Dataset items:
------------------------------

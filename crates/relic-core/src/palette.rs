/*
 * Copyright (c) 2023.
 *
 * This software is free software;
 *
 * You can redistribute it or modify it under terms of the MIT, Apache License or Zlib license
 */

//! Palette table shared by indexed formats
//!
//! A palette is an ordered list of at most 256 RGB entries, the position
//! of an entry is the pixel value that selects it.
use alloc::vec::Vec;

use crate::errors::PaletteErrors;

/// Maximum number of entries a palette can hold
pub const MAX_PALETTE_ENTRIES: usize = 256;

/// A single RGB color of a palette
#[derive(Copy, Clone, Debug, Default, Eq, PartialEq)]
pub struct PaletteEntry {
    pub red:   u8,
    pub green: u8,
    pub blue:  u8
}

impl PaletteEntry {
    pub const fn new(red: u8, green: u8, blue: u8) -> PaletteEntry {
        PaletteEntry { red, green, blue }
    }

    /// The same color with every channel halved
    pub const fn half_bright(self) -> PaletteEntry {
        PaletteEntry {
            red:   self.red >> 1,
            green: self.green >> 1,
            blue:  self.blue >> 1
        }
    }
}

/// An ordered table of up to 256 colors
#[derive(Clone, Debug, Default, Eq, PartialEq)]
pub struct Palette {
    entries: Vec<PaletteEntry>
}

impl Palette {
    /// Create an empty palette
    pub const fn new() -> Palette {
        Palette {
            entries: Vec::new()
        }
    }

    /// Create a palette of `len` black entries
    pub fn with_len(len: usize) -> Result<Palette, PaletteErrors> {
        if len > MAX_PALETTE_ENTRIES {
            return Err(PaletteErrors::TooManyEntries(len));
        }
        let mut entries = Vec::with_capacity(len);
        entries.resize(len, PaletteEntry::default());

        Ok(Palette { entries })
    }

    pub fn from_entries(entries: &[PaletteEntry]) -> Result<Palette, PaletteErrors> {
        if entries.len() > MAX_PALETTE_ENTRIES {
            return Err(PaletteErrors::TooManyEntries(entries.len()));
        }
        Ok(Palette {
            entries: entries.to_vec()
        })
    }

    /// A 256 entry ramp where entry `i` is the grey `(i, i, i)`
    pub fn greyscale_ramp() -> Palette {
        let entries = (0..=255_u8).map(|i| PaletteEntry::new(i, i, i)).collect();

        Palette { entries }
    }

    /// A ramp of `levels` greys spread evenly from black to white
    ///
    /// `levels` is clamped to `2..=256`
    pub fn greyscale_levels(levels: usize) -> Palette {
        let levels = levels.clamp(2, MAX_PALETTE_ENTRIES);
        let top = levels - 1;

        let entries = (0..levels)
            .map(|i| {
                let v = ((i * 255) / top) as u8;
                PaletteEntry::new(v, v, v)
            })
            .collect();

        Palette { entries }
    }

    pub fn len(&self) -> usize {
        self.entries.len()
    }

    pub fn is_empty(&self) -> bool {
        self.entries.is_empty()
    }

    pub fn entries(&self) -> &[PaletteEntry] {
        &self.entries
    }

    pub fn get(&self, index: usize) -> Option<PaletteEntry> {
        self.entries.get(index).copied()
    }

    /// Replace the entry at `index`
    pub fn set(&mut self, index: usize, entry: PaletteEntry) -> Result<(), PaletteErrors> {
        let len = self.entries.len();

        match self.entries.get_mut(index) {
            Some(slot) => {
                *slot = entry;
                Ok(())
            }
            None => Err(PaletteErrors::OutOfBounds(index, len))
        }
    }

    /// Append an entry, failing once the table holds 256 colors
    pub fn push(&mut self, entry: PaletteEntry) -> Result<(), PaletteErrors> {
        if self.entries.len() >= MAX_PALETTE_ENTRIES {
            return Err(PaletteErrors::TooManyEntries(self.entries.len() + 1));
        }
        self.entries.push(entry);
        Ok(())
    }

    /// Extra-half-bright expansion
    ///
    /// Entries 32..64 become entries 0..32 with every channel halved.
    /// Entries missing from the first 32 are taken as black.
    pub fn extend_half_bright(&mut self) {
        if self.entries.len() < 64 {
            self.entries.resize(64, PaletteEntry::default());
        }

        for i in 0..32 {
            self.entries[i + 32] = self.entries[i].half_bright();
        }
    }

    /// Grow the table to `target` entries by repeating the existing
    /// entries in order, entry `i` becomes entry `i % len`.
    ///
    /// Does nothing when the table is empty or already large enough.
    /// `target` is clamped to 256.
    pub fn pad_repeating(&mut self, target: usize) {
        let target = target.min(MAX_PALETTE_ENTRIES);
        let real = self.entries.len();

        if real == 0 || real >= target {
            return;
        }
        for i in real..target {
            let entry = self.entries[i % real];
            self.entries.push(entry);
        }
    }
}
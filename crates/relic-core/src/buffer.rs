/*
 * Copyright (c) 2023.
 *
 * This software is free software;
 *
 * You can redistribute it or modify it under terms of the MIT, Apache License or Zlib license
 */

//! The canonical decode output
//!
//! Every decoder produces a [`PixelBuffer`], a top-down row major pixel
//! store together with the metadata needed to interpret it.
//!
//! A buffer is built in two steps, first a [`PixelLayout`] validates the
//! dimensions and hands out a zeroed store, the decoder fills it, then
//! [`PixelBuffer::new`] checks the invariants and takes ownership.
use alloc::vec::Vec;

use crate::errors::LayoutErrors;
use crate::options::{DecoderOptions, MAX_DIMENSIONS};
use crate::palette::Palette;

/// Pixel formats a decoder can produce
#[derive(Copy, Clone, Debug, Eq, PartialEq)]
pub enum PixelFormat {
    /// One byte per pixel, an index into the buffer's palette
    Indexed8,
    /// Three bytes per pixel, red then green then blue
    Rgb24,
    /// Three bytes per pixel, blue then green then red
    Bgr24,
    /// Two bytes per pixel, five bits per channel with the top bit unused
    ///
    /// Byte order within a pixel follows [`DecoderOptions::get_byte_endian`]
    Xrgb1555,
    /// Four bytes per pixel, blue, green, red then alpha
    Bgra32
}

impl PixelFormat {
    pub const fn bytes_per_pixel(self) -> usize {
        match self {
            PixelFormat::Indexed8 => 1,
            PixelFormat::Xrgb1555 => 2,
            PixelFormat::Rgb24 | PixelFormat::Bgr24 => 3,
            PixelFormat::Bgra32 => 4
        }
    }

    /// Whether pixels of this format are palette indices
    pub const fn has_palette(self) -> bool {
        matches!(self, PixelFormat::Indexed8)
    }

    /// Largest pixel value of this format, and hence the largest color key
    pub const fn max_value(self) -> u32 {
        match self {
            PixelFormat::Indexed8 => 0xFF,
            PixelFormat::Xrgb1555 => 0x7FFF,
            PixelFormat::Rgb24 | PixelFormat::Bgr24 => 0x00FF_FFFF,
            PixelFormat::Bgra32 => u32::MAX
        }
    }
}

/// A pixel value treated as fully transparent
///
/// For indexed images this is a palette index
#[derive(Copy, Clone, Debug, Eq, PartialEq)]
pub struct ColorKey(pub u32);

/// Cursor hotspot, offset of the click point from the top left corner
#[derive(Copy, Clone, Debug, Default, Eq, PartialEq)]
pub struct Hotspot {
    pub x: u16,
    pub y: u16
}

/// Validated dimensions and row pitch of an image about to be decoded
#[derive(Copy, Clone, Debug, Eq, PartialEq)]
pub struct PixelLayout {
    width:  usize,
    height: usize,
    stride: usize,
    format: PixelFormat
}

impl PixelLayout {
    /// Validate dimensions and compute the row stride
    ///
    /// Rows are padded to a multiple of four bytes.
    pub fn new(
        width: usize, height: usize, format: PixelFormat, options: &DecoderOptions
    ) -> Result<PixelLayout, LayoutErrors> {
        if width == 0 || height == 0 {
            return Err(LayoutErrors::ZeroDimensions);
        }
        let max_width = options.get_max_width().min(MAX_DIMENSIONS);
        let max_height = options.get_max_height().min(MAX_DIMENSIONS);

        if width > max_width {
            return Err(LayoutErrors::TooLargeWidth(width, max_width));
        }
        if height > max_height {
            return Err(LayoutErrors::TooLargeHeight(height, max_height));
        }
        let stride = width
            .checked_mul(format.bytes_per_pixel())
            .and_then(|x| x.checked_add(3))
            .map(|x| x & !3)
            .ok_or(LayoutErrors::SizeOverflow)?;

        // make sure the full store size is representable
        stride
            .checked_mul(height)
            .ok_or(LayoutErrors::SizeOverflow)?;

        Ok(PixelLayout {
            width,
            height,
            stride,
            format
        })
    }

    pub const fn width(&self) -> usize {
        self.width
    }

    pub const fn height(&self) -> usize {
        self.height
    }

    pub const fn stride(&self) -> usize {
        self.stride
    }

    pub const fn pixel_format(&self) -> PixelFormat {
        self.format
    }

    /// Bytes of pixel data in a row, excluding padding
    pub const fn row_bytes(&self) -> usize {
        self.width * self.format.bytes_per_pixel()
    }

    /// Total size of the pixel store
    pub const fn size(&self) -> usize {
        self.stride * self.height
    }

    /// Allocate a zeroed pixel store of `stride * height` bytes
    ///
    /// Allocation failure is reported instead of aborting
    pub fn allocate(&self) -> Result<Vec<u8>, LayoutErrors> {
        let size = self.size();
        let mut pixels = Vec::new();

        pixels
            .try_reserve_exact(size)
            .map_err(|_| LayoutErrors::AllocationFailed(size))?;
        pixels.resize(size, 0);

        Ok(pixels)
    }
}

/// A decoded image
///
/// Rows are stored top to bottom, each `stride` bytes apart.
#[derive(Clone, Debug, Eq, PartialEq)]
pub struct PixelBuffer {
    layout:    PixelLayout,
    pixels:    Vec<u8>,
    palette:   Option<Palette>,
    color_key: Option<ColorKey>,
    hotspot:   Option<Hotspot>
}

impl PixelBuffer {
    /// Take ownership of a filled pixel store
    ///
    /// # Errors
    /// - The store length is not `stride * height`
    /// - A palette is given for a non indexed format or missing for an indexed one
    pub fn new(
        layout: PixelLayout, pixels: Vec<u8>, palette: Option<Palette>
    ) -> Result<PixelBuffer, LayoutErrors> {
        if pixels.len() != layout.size() {
            return Err(LayoutErrors::LengthMismatch(layout.size(), pixels.len()));
        }
        if layout.format.has_palette() != palette.is_some() {
            return Err(LayoutErrors::PaletteMismatch);
        }
        Ok(PixelBuffer {
            layout,
            pixels,
            palette,
            color_key: None,
            hotspot: None
        })
    }

    /// Attach a transparent color
    ///
    /// # Errors
    /// The key is larger than the format's maximum pixel value, or for
    /// indexed images, not a valid palette index.
    pub fn with_color_key(mut self, key: ColorKey) -> Result<PixelBuffer, LayoutErrors> {
        let max = match &self.palette {
            Some(palette) => (palette.len() as u32).saturating_sub(1),
            None => self.layout.format.max_value()
        };
        if key.0 > max || (self.palette.as_ref().is_some_and(|p| p.is_empty())) {
            return Err(LayoutErrors::ColorKeyOutOfRange(key.0, max));
        }
        self.color_key = Some(key);
        Ok(self)
    }

    /// Attach a cursor hotspot
    #[must_use]
    pub fn with_hotspot(mut self, hotspot: Hotspot) -> PixelBuffer {
        self.hotspot = Some(hotspot);
        self
    }

    pub const fn width(&self) -> usize {
        self.layout.width
    }

    pub const fn height(&self) -> usize {
        self.layout.height
    }

    pub const fn stride(&self) -> usize {
        self.layout.stride
    }

    pub const fn pixel_format(&self) -> PixelFormat {
        self.layout.format
    }

    pub const fn layout(&self) -> &PixelLayout {
        &self.layout
    }

    pub fn pixels(&self) -> &[u8] {
        &self.pixels
    }

    /// Pixel bytes of row `y` without padding, or `None` past the last row
    pub fn row(&self, y: usize) -> Option<&[u8]> {
        if y >= self.layout.height {
            return None;
        }
        let start = y * self.layout.stride;
        self.pixels.get(start..start + self.layout.row_bytes())
    }

    pub fn palette(&self) -> Option<&Palette> {
        self.palette.as_ref()
    }

    pub const fn color_key(&self) -> Option<ColorKey> {
        self.color_key
    }

    pub const fn hotspot(&self) -> Option<Hotspot> {
        self.hotspot
    }

    /// Return the pixel store, dropping the metadata
    pub fn into_pixels(self) -> Vec<u8> {
        self.pixels
    }
}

------------------------------

[Exercise prompt]: Your response should hold the lines from the first line of the entries above through the line with "to 256 colors", each retyped exactly, and nothing else.

[Answer to this problem]:
filename crates/relic-core/src/palette.rs
/*
 * Copyright (c) 2023.
 *
 * This software is free software;
 *
 * You can redistribute it or modify it under terms of the MIT, Apache License or Zlib license
 */

//! Palette table shared by indexed formats
//!
//! A palette is an ordered list of at most 256 RGB entries, the position
//! of an entry is the pixel value that selects it.
use alloc::vec::Vec;

use crate::errors::PaletteErrors;

/// Maximum number of entries a palette can hold
pub const MAX_PALETTE_ENTRIES: usize = 256;

/// A single RGB color of a palette
#[derive(Copy, Clone, Debug, Default, Eq, PartialEq)]
pub struct PaletteEntry {
    pub red:   u8,
    pub green: u8,
    pub blue:  u8
}

impl PaletteEntry {
    pub const fn new(red: u8, green: u8, blue: u8) -> PaletteEntry {
        PaletteEntry { red, green, blue }
    }

    /// The same color with every channel halved
    pub const fn half_bright(self) -> PaletteEntry {
        PaletteEntry {
            red:   self.red >> 1,
            green: self.green >> 1,
            blue:  self.blue >> 1
        }
    }
}

/// An ordered table of up to 256 colors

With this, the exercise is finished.